//! Gain FX - simple volume control

use crate::frame::{AudioPayload, Frame};
use crate::param::{Param, ParamSpec};

use super::{Cycle, RenderCommand, RenderError};

/// Stateless audio gain
///
/// One RANGE parameter: linear multiplier, 0.0 (silence) to 4.0 (+12 dB),
/// default unity. Parameter writes land on the next cycle without stopping
/// the stream.
pub struct GainFx {
    params: [Param; 1],
}

impl GainFx {
    pub fn new() -> Self {
        Self::with_gain(1.0)
    }

    pub fn with_gain(gain: f64) -> Self {
        let params = [Param::new(ParamSpec::range(
            "gain",
            "Linear gain multiplier",
            0.0,
            4.0,
            gain,
        ))];
        Self { params }
    }

    fn gain(&self) -> f32 {
        self.params[0].get() as f32
    }
}

impl Default for GainFx {
    fn default() -> Self {
        Self::new()
    }
}

impl RenderCommand for GainFx {
    fn name(&self) -> &'static str {
        "gain"
    }

    fn params(&self) -> &[Param] {
        &self.params
    }

    fn run(&self, cycle: &mut Cycle<'_>) -> Result<(), RenderError> {
        let audio = cycle
            .frame()
            .as_audio()
            .ok_or(RenderError::ExpectedAudio { command: self.name() })?;

        let gain = self.gain();
        if (gain - 1.0).abs() < f32::EPSILON {
            return Ok(());
        }

        let scaled: Vec<f32> = audio.samples.iter().map(|&s| s * gain).collect();
        let payload = AudioPayload::new(
            scaled,
            audio.channels,
            audio.sample_rate,
            audio.sample_offset,
        );
        let payout_time = cycle.frame().payout_time;
        cycle.replace_frame(Frame::audio(payout_time, payload));
        Ok(())
    }
}

#[cfg(test)]
mod tests {
    use super::*;
    use crate::frame::VideoPayload;
    use crate::param::find_param;
    use crate::target::TargetInfo;
    use crate::types::PixelFormat;

    fn audio_frame() -> Frame {
        Frame::audio(0.0, AudioPayload::new(vec![0.5, -0.25, 1.0, 0.0], 1, 48_000, 0))
    }

    #[test]
    fn scales_samples() {
        let fx = GainFx::with_gain(0.5);
        let info = TargetInfo::for_tests();
        let mut frame = audio_frame();
        let mut cycle = Cycle::new(&info, 0.0, &mut frame, None);
        fx.run(&mut cycle).unwrap();

        let out = frame.as_audio().unwrap();
        assert_eq!(out.samples[0], 0.25);
        assert_eq!(out.samples[2], 0.5);
    }

    #[test]
    fn unity_gain_leaves_the_buffer_shared() {
        let fx = GainFx::new();
        let info = TargetInfo::for_tests();
        let mut frame = audio_frame();
        let before = frame.as_audio().unwrap().samples.clone();
        let mut cycle = Cycle::new(&info, 0.0, &mut frame, None);
        fx.run(&mut cycle).unwrap();

        // No rewrite at unity: same allocation flows on
        let after = &frame.as_audio().unwrap().samples;
        assert!(std::sync::Arc::ptr_eq(&before, after));
    }

    #[test]
    fn parameter_is_clamped_and_live() {
        let fx = GainFx::new();
        find_param(fx.params(), "gain").unwrap().set(99.0);
        assert_eq!(fx.gain(), 4.0);
    }

    #[test]
    fn rejects_video_frames() {
        let fx = GainFx::new();
        let info = TargetInfo::for_tests();
        let mut frame = Frame::video(0.0, VideoPayload::new(vec![0; 3], 1, 1, PixelFormat::Rgb8));
        let mut cycle = Cycle::new(&info, 0.0, &mut frame, None);
        assert!(matches!(
            fx.run(&mut cycle),
            Err(RenderError::ExpectedAudio { .. })
        ));
    }
}
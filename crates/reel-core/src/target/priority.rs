//! Render thread scheduling
//!
//! Elevation is best-effort: on Linux it asks for `SCHED_FIFO`, which
//! usually needs `CAP_SYS_NICE` or an rtprio limit. Failure is logged and
//! the thread keeps running at normal priority.

use log::{debug, warn};
use serde::{Deserialize, Serialize};

/// Scheduling class for a target's render thread
#[derive(Debug, Clone, Copy, PartialEq, Eq, Default, Serialize, Deserialize)]
#[serde(rename_all = "lowercase")]
pub enum ThreadPriority {
    #[default]
    Normal,
    /// Elevated, for video targets that should not stutter under load
    High,
    /// Real-time, for audio targets where a late cycle is audible
    TimeCritical,
}

impl ThreadPriority {
    /// Apply to the calling thread
    pub(crate) fn apply(self) {
        if self == ThreadPriority::Normal {
            return;
        }
        match elevate(self) {
            Ok(()) => debug!("render thread priority set to {self:?}"),
            Err(err) => warn!("could not set render thread priority to {self:?}: {err}"),
        }
    }
}

#[cfg(target_os = "linux")]
fn elevate(priority: ThreadPriority) -> Result<(), std::io::Error> {
    let sched_priority = match priority {
        ThreadPriority::Normal => return Ok(()),
        ThreadPriority::High => 10,
        ThreadPriority::TimeCritical => 70,
    };
    let param = libc::sched_param { sched_priority };
    // SAFETY: pthread_self() is the calling thread; param outlives the call.
    let rc = unsafe { libc::pthread_setschedparam(libc::pthread_self(), libc::SCHED_FIFO, &param) };
    if rc == 0 {
        Ok(())
    } else {
        Err(std::io::Error::from_raw_os_error(rc))
    }
}

#[cfg(not(target_os = "linux"))]
fn elevate(_priority: ThreadPriority) -> Result<(), std::io::Error> {
    Ok(())
}

#[cfg(test)]
mod tests {
    use super::*;

    #[test]
    fn apply_never_panics_without_privileges() {
        std::thread::spawn(|| {
            ThreadPriority::TimeCritical.apply();
            ThreadPriority::High.apply();
            ThreadPriority::Normal.apply();
        })
        .join()
        .unwrap();
    }

    #[test]
    fn serializes_lowercase() {
        let yaml = serde_yaml::to_string(&ThreadPriority::TimeCritical).unwrap();
        assert_eq!(yaml.trim(), "timecritical");
    }
}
·····
● **TASK REQUIREMENTS**: Everything from the first line of the data through the line containing "use crate::frame::VideoPayload;" should be echoed exactly. Add nothing.

● **RESPONSE TO THE TASK**:
//! Gain FX - simple volume control

use crate::frame::{AudioPayload, Frame};
use crate::param::{Param, ParamSpec};

use super::{Cycle, RenderCommand, RenderError};

/// Stateless audio gain
///
/// One RANGE parameter: linear multiplier, 0.0 (silence) to 4.0 (+12 dB),
/// default unity. Parameter writes land on the next cycle without stopping
/// the stream.
pub struct GainFx {
    params: [Param; 1],
}

impl GainFx {
    pub fn new() -> Self {
        Self::with_gain(1.0)
    }

    pub fn with_gain(gain: f64) -> Self {
        let params = [Param::new(ParamSpec::range(
            "gain",
            "Linear gain multiplier",
            0.0,
            4.0,
            gain,
        ))];
        Self { params }
    }

    fn gain(&self) -> f32 {
        self.params[0].get() as f32
    }
}

impl Default for GainFx {
    fn default() -> Self {
        Self::new()
    }
}

impl RenderCommand for GainFx {
    fn name(&self) -> &'static str {
        "gain"
    }

    fn params(&self) -> &[Param] {
        &self.params
    }

    fn run(&self, cycle: &mut Cycle<'_>) -> Result<(), RenderError> {
        let audio = cycle
            .frame()
            .as_audio()
            .ok_or(RenderError::ExpectedAudio { command: self.name() })?;

        let gain = self.gain();
        if (gain - 1.0).abs() < f32::EPSILON {
            return Ok(());
        }

        let scaled: Vec<f32> = audio.samples.iter().map(|&s| s * gain).collect();
        let payload = AudioPayload::new(
            scaled,
            audio.channels,
            audio.sample_rate,
            audio.sample_offset,
        );
        let payout_time = cycle.frame().payout_time;
        cycle.replace_frame(Frame::audio(payout_time, payload));
        Ok(())
    }
}

#[cfg(test)]
mod tests {
    use super::*;
    use crate::frame::VideoPayload;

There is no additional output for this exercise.